- Assignment: Filter the entries below, keeping only lines with the word "await".

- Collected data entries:
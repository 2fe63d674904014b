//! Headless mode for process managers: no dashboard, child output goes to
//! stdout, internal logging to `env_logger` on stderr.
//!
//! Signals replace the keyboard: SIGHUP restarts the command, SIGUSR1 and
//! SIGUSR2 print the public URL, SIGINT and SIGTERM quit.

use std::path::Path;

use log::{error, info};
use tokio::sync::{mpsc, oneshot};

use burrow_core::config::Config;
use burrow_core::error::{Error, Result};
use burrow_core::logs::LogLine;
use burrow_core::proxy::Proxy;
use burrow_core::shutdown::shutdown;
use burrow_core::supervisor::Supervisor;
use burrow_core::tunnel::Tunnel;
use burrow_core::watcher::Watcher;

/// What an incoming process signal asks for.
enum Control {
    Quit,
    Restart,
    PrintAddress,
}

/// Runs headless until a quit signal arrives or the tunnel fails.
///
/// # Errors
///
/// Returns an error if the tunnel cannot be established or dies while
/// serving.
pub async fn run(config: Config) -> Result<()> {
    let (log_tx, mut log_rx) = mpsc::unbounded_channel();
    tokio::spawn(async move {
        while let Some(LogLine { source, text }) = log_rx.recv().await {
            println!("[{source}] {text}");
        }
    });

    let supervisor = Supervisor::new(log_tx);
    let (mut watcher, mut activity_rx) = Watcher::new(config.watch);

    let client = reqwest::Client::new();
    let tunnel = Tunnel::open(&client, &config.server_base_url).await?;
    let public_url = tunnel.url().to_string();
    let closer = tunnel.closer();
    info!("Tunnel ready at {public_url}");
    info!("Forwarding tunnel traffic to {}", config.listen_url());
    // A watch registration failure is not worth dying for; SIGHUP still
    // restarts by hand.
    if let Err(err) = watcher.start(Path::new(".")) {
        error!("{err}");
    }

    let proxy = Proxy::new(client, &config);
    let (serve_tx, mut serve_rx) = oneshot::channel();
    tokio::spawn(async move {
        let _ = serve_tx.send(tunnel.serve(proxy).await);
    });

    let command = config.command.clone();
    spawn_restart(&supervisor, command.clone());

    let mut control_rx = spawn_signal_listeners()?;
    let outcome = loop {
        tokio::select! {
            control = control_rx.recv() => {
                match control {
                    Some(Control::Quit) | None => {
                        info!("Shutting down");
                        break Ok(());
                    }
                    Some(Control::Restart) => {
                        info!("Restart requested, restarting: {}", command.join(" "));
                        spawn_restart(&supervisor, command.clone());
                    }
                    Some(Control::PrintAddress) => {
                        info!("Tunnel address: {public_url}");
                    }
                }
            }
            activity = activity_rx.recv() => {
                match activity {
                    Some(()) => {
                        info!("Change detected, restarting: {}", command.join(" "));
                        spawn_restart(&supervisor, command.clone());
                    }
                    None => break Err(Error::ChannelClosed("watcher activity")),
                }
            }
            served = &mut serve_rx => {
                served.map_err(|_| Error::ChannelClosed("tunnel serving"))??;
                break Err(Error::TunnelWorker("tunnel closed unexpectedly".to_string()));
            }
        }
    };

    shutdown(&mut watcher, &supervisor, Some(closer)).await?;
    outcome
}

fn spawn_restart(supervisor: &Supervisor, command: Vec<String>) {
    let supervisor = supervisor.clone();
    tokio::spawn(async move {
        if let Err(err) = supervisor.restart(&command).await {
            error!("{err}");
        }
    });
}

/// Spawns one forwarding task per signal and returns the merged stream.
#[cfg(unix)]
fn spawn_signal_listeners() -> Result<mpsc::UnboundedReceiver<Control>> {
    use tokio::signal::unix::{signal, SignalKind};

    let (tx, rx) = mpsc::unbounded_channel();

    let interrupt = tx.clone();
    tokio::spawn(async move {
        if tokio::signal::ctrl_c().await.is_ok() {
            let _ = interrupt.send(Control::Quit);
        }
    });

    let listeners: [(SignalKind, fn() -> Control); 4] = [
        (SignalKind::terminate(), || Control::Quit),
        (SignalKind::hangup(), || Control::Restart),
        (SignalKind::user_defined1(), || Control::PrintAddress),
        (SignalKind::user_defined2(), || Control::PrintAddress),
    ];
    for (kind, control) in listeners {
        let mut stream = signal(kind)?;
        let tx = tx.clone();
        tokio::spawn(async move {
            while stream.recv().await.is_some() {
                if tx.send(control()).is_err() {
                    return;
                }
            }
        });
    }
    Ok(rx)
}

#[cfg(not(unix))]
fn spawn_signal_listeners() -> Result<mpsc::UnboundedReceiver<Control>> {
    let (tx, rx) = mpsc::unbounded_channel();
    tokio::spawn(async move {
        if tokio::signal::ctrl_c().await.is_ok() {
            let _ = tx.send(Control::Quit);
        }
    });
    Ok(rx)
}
...
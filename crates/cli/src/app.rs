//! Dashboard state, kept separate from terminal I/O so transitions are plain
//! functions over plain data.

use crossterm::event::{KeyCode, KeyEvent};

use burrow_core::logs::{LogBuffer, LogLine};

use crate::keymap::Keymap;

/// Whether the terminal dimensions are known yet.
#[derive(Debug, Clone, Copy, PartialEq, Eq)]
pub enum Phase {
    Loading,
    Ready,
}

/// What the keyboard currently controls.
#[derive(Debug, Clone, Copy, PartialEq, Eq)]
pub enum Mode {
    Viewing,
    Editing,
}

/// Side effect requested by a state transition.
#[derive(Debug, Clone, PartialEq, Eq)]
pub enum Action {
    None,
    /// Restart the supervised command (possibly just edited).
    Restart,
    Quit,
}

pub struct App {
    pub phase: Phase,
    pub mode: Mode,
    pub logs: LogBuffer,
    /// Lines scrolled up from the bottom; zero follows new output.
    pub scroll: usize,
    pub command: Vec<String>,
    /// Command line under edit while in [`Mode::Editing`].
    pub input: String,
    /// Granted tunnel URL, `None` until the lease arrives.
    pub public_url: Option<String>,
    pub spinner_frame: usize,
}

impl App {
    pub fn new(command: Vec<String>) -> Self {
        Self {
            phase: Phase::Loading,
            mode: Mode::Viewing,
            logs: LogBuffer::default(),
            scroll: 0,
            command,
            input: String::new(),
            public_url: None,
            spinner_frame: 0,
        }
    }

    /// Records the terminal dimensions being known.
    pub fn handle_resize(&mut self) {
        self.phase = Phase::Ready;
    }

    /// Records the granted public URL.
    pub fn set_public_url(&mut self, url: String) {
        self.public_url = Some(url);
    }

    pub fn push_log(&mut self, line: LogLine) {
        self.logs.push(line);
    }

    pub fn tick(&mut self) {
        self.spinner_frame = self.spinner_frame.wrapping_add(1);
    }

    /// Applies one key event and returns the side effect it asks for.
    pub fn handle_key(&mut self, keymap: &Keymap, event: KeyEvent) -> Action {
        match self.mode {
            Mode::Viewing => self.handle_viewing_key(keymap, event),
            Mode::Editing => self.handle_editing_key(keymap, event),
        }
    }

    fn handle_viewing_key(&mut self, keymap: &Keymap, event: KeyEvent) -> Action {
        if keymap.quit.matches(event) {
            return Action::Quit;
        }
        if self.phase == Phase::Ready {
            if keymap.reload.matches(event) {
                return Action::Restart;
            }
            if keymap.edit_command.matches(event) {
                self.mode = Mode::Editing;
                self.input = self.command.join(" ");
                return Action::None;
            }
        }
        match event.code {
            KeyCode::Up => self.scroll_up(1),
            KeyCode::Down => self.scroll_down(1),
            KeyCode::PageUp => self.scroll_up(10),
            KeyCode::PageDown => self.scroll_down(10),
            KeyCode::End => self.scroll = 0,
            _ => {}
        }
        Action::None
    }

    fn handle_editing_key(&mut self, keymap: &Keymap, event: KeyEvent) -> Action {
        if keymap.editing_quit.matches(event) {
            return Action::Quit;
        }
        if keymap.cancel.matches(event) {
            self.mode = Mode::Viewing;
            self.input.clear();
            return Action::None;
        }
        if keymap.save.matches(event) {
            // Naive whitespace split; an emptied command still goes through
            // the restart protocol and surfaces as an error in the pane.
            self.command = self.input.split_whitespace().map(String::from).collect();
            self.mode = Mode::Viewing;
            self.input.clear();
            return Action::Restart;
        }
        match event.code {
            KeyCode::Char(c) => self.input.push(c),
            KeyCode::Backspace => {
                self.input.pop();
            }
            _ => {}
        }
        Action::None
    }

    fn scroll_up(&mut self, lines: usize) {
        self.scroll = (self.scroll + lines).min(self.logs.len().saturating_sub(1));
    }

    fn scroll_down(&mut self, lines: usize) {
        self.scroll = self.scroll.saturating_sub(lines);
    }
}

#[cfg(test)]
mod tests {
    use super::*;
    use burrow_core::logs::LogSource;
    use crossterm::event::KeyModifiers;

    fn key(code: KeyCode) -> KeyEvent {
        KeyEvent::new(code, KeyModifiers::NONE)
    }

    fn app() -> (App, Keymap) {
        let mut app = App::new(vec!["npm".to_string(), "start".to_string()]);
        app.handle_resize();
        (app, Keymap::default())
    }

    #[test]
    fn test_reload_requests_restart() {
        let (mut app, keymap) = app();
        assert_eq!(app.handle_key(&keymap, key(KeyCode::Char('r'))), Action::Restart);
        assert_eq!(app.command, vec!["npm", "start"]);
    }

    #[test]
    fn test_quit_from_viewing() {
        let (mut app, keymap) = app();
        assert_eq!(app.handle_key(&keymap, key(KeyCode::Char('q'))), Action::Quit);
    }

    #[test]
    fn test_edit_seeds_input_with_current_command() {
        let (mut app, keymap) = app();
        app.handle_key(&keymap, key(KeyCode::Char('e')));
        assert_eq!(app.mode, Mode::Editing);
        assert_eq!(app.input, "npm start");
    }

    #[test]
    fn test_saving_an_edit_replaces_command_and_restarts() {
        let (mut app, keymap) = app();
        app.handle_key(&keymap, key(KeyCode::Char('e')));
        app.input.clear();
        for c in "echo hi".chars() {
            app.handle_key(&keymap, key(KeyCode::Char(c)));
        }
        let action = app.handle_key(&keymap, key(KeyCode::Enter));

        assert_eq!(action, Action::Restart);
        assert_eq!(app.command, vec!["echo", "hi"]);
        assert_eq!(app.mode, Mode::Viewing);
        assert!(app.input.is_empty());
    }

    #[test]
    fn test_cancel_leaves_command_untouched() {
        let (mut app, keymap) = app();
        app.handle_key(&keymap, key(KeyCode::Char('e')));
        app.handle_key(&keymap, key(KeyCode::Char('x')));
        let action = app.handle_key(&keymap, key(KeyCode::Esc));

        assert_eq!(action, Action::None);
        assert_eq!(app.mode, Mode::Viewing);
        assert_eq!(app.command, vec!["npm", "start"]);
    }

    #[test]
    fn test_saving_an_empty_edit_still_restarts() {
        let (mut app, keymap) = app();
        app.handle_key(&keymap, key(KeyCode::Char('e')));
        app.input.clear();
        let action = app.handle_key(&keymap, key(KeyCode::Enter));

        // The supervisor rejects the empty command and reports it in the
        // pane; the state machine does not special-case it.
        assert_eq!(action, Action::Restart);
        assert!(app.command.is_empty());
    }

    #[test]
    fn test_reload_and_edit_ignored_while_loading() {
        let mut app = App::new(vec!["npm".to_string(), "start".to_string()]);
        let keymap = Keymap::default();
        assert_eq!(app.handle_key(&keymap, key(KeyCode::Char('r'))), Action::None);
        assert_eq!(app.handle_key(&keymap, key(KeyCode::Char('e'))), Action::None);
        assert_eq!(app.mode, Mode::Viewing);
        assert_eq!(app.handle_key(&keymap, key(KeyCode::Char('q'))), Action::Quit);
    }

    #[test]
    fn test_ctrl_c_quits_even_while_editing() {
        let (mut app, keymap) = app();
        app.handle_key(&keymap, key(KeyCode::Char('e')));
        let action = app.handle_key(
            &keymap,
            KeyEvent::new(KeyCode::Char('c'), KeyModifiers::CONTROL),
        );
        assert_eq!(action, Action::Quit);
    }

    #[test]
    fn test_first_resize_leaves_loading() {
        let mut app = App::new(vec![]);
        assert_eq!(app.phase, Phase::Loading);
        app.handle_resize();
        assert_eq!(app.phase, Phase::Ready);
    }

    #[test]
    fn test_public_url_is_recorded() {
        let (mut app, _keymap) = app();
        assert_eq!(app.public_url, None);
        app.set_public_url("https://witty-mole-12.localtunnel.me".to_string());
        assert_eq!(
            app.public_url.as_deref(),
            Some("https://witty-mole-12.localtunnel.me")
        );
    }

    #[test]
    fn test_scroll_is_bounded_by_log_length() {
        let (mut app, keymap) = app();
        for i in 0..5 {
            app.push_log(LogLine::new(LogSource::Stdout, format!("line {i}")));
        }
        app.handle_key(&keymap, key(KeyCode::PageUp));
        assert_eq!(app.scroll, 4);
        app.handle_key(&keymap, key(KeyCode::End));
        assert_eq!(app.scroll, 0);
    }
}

- Your response:
        while let Some(LogLine { source, text }) = log_rx.recv().await {
    let tunnel = Tunnel::open(&client, &config.server_base_url).await?;
        let _ = serve_tx.send(tunnel.serve(proxy).await);
    shutdown(&mut watcher, &supervisor, Some(closer)).await?;
        if let Err(err) = supervisor.restart(&command).await {
        if tokio::signal::ctrl_c().await.is_ok() {
            while stream.recv().await.is_some() {
        if tokio::signal::ctrl_c().await.is_ok() {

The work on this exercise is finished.